- **AIM OF THE TASK**
Repeat precisely, and only, the lines between the line containing "logging::init_logging(args.log_level)?;" and the end of the listing below, both ends included.

------------------------------------------------------------

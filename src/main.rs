// src/main.rs

use agentflow::{cli, logging, run};

#[tokio::main]
async fn main() {
    if let Err(err) = run_main().await {
        eprintln!("agentflow error: {err:#}");
        std::process::exit(1);
    }
}

async fn run_main() -> anyhow::Result<()> {
    let args = cli::parse();
    logging::init_logging(args.log_level)?;
    run(args).await
}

------------------------------------------------------------

- **WRITTEN RESPONSE**
    logging::init_logging(args.log_level)?;
    run(args).await
}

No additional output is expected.